What is required
Of the material below, the lines to be retyped are those from the line containing "let request_id = Uuid::new_v4();" through the line containing "if response.status() != StatusCode::UNAUTHORIZED", inclusive; reproduce them exactly.

Data for this task

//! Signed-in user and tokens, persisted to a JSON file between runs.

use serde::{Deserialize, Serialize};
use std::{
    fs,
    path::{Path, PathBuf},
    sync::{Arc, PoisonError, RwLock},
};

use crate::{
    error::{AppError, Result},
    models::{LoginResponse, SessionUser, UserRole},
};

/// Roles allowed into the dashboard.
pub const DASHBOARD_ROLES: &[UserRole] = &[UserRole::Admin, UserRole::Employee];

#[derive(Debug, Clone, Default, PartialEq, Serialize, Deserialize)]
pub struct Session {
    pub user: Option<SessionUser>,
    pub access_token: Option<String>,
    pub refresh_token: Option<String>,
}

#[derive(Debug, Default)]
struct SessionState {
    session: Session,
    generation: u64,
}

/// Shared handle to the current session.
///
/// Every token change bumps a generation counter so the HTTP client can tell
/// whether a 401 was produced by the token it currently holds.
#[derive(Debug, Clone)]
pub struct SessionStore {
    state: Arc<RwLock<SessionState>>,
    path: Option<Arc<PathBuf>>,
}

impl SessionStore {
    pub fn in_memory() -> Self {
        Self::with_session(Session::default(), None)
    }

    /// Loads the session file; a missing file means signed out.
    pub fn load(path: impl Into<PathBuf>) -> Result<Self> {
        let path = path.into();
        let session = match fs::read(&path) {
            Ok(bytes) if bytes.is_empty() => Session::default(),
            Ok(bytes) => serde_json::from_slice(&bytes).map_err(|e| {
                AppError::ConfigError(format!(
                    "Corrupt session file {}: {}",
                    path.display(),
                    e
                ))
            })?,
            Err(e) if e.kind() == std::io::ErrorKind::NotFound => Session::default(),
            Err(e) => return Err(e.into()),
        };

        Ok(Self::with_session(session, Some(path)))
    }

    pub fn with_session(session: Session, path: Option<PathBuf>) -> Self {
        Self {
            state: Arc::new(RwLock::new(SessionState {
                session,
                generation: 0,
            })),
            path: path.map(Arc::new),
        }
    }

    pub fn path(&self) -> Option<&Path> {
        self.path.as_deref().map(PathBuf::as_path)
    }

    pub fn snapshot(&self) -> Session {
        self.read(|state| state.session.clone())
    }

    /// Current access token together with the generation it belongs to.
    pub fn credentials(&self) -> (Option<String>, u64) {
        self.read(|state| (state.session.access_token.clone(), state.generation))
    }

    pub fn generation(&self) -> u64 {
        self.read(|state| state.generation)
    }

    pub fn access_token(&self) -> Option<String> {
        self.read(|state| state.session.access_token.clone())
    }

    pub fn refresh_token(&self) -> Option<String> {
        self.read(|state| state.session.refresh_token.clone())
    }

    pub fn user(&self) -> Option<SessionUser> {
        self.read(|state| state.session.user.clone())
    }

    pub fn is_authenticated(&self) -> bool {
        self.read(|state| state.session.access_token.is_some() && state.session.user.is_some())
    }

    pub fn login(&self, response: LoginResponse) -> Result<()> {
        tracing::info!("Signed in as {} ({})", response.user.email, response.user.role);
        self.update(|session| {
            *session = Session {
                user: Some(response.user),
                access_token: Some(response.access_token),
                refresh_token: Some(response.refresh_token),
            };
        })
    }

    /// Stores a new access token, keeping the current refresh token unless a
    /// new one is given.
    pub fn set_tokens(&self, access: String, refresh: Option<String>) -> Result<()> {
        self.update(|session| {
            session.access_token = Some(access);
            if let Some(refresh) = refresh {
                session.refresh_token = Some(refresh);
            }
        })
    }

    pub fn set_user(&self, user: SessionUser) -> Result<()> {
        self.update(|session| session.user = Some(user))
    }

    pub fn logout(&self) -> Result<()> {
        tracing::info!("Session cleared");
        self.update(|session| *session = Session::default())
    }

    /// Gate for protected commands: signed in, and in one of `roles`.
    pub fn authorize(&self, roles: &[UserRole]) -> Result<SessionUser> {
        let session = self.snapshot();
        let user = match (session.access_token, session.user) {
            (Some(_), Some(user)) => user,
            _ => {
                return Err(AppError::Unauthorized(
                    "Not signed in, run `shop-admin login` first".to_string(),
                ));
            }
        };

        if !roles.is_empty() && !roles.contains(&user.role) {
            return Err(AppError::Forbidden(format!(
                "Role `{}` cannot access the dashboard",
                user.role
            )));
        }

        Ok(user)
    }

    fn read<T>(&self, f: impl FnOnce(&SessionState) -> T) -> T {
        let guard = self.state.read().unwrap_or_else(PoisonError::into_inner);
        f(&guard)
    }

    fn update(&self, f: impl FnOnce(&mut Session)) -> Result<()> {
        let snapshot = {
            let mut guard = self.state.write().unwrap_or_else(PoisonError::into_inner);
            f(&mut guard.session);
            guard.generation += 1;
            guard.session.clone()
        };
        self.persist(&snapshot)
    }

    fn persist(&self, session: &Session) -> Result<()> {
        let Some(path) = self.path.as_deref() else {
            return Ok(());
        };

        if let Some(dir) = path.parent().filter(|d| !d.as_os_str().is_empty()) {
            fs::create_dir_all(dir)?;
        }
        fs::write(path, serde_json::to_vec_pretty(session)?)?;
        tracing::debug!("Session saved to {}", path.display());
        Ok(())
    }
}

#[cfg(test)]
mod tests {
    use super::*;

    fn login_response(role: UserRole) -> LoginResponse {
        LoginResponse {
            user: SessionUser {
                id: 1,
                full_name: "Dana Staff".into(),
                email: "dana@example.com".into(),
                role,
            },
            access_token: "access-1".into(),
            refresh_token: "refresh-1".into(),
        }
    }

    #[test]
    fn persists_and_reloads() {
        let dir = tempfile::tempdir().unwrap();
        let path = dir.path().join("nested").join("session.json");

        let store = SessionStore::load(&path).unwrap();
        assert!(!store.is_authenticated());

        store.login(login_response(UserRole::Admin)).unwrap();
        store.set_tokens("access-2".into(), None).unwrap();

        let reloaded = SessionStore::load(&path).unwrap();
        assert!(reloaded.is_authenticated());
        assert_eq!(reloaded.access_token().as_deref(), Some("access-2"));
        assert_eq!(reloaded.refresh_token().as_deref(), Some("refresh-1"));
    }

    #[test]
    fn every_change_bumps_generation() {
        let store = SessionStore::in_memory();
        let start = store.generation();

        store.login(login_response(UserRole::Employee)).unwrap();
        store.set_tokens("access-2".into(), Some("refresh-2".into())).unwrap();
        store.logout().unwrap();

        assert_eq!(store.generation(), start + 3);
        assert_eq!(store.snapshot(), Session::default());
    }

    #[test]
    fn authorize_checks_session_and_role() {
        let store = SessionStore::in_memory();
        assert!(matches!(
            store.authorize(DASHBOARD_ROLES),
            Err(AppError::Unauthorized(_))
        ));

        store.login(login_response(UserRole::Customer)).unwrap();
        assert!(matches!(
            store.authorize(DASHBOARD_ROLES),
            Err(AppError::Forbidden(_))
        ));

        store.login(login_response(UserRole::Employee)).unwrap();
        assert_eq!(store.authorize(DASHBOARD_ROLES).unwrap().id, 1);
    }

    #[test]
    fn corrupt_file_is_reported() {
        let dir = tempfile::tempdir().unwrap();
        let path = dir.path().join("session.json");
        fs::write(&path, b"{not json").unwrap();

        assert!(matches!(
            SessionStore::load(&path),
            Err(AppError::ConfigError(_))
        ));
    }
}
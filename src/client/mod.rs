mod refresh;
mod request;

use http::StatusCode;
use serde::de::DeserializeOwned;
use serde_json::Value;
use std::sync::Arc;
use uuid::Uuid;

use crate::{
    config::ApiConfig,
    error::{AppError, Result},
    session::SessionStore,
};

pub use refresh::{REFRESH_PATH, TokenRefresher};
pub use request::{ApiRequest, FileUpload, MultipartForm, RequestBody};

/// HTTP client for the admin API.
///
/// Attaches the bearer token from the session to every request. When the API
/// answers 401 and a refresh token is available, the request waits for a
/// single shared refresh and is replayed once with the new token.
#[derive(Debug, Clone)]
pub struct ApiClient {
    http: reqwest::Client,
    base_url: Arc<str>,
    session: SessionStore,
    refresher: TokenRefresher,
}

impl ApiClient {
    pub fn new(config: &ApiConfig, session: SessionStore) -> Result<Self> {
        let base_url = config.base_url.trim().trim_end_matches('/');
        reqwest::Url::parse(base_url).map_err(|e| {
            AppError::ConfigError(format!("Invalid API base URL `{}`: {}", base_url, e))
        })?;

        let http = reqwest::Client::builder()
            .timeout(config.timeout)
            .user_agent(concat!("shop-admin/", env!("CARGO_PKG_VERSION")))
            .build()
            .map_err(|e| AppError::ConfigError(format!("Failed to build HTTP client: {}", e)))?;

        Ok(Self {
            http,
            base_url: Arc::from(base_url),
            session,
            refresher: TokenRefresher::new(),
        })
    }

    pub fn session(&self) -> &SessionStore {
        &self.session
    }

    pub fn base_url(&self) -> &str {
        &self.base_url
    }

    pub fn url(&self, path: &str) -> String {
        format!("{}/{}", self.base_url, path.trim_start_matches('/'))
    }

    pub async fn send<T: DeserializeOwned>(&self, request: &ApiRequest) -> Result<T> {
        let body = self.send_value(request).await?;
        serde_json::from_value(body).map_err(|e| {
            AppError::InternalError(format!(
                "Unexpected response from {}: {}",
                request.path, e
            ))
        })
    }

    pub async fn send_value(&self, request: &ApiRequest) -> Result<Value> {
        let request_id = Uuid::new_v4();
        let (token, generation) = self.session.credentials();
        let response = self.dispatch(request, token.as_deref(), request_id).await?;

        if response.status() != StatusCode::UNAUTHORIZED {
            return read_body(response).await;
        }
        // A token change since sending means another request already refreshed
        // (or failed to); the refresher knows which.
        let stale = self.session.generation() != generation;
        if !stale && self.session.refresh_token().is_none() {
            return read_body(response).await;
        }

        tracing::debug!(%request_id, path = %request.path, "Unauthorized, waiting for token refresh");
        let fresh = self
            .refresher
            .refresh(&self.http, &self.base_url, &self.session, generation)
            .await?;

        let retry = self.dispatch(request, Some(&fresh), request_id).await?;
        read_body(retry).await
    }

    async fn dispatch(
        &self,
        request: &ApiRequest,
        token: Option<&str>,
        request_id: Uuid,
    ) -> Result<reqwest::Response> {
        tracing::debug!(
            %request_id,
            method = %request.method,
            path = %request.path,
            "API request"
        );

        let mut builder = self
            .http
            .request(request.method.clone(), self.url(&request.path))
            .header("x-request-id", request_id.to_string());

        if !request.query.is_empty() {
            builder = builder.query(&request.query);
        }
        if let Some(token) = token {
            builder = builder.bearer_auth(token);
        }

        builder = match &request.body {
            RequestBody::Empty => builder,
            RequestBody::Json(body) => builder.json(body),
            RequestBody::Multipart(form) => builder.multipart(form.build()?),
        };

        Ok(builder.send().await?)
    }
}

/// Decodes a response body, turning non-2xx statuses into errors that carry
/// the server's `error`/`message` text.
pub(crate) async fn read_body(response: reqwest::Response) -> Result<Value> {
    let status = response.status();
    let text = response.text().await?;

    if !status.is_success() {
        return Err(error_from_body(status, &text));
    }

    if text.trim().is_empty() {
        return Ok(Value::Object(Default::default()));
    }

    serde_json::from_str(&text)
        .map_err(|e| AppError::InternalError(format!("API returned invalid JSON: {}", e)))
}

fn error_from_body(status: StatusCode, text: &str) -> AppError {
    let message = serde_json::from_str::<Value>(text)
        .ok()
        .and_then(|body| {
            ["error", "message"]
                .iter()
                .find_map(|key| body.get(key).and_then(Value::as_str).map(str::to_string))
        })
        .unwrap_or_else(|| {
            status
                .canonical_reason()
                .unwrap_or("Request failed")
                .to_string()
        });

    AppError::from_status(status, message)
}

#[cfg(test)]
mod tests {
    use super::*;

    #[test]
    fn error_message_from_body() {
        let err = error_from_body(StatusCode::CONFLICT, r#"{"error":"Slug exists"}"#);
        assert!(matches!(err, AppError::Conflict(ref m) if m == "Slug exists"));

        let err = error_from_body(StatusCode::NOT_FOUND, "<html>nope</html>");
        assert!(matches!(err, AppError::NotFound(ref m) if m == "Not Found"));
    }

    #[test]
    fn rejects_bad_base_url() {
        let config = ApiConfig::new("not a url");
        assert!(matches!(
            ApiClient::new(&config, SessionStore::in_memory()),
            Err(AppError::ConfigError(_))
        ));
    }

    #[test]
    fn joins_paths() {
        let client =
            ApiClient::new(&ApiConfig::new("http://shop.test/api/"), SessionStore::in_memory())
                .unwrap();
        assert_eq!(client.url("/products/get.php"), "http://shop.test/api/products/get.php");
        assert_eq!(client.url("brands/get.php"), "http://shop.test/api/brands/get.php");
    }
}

Answer area
        let request_id = Uuid::new_v4();
        let (token, generation) = self.session.credentials();
        let response = self.dispatch(request, token.as_deref(), request_id).await?;

        if response.status() != StatusCode::UNAUTHORIZED {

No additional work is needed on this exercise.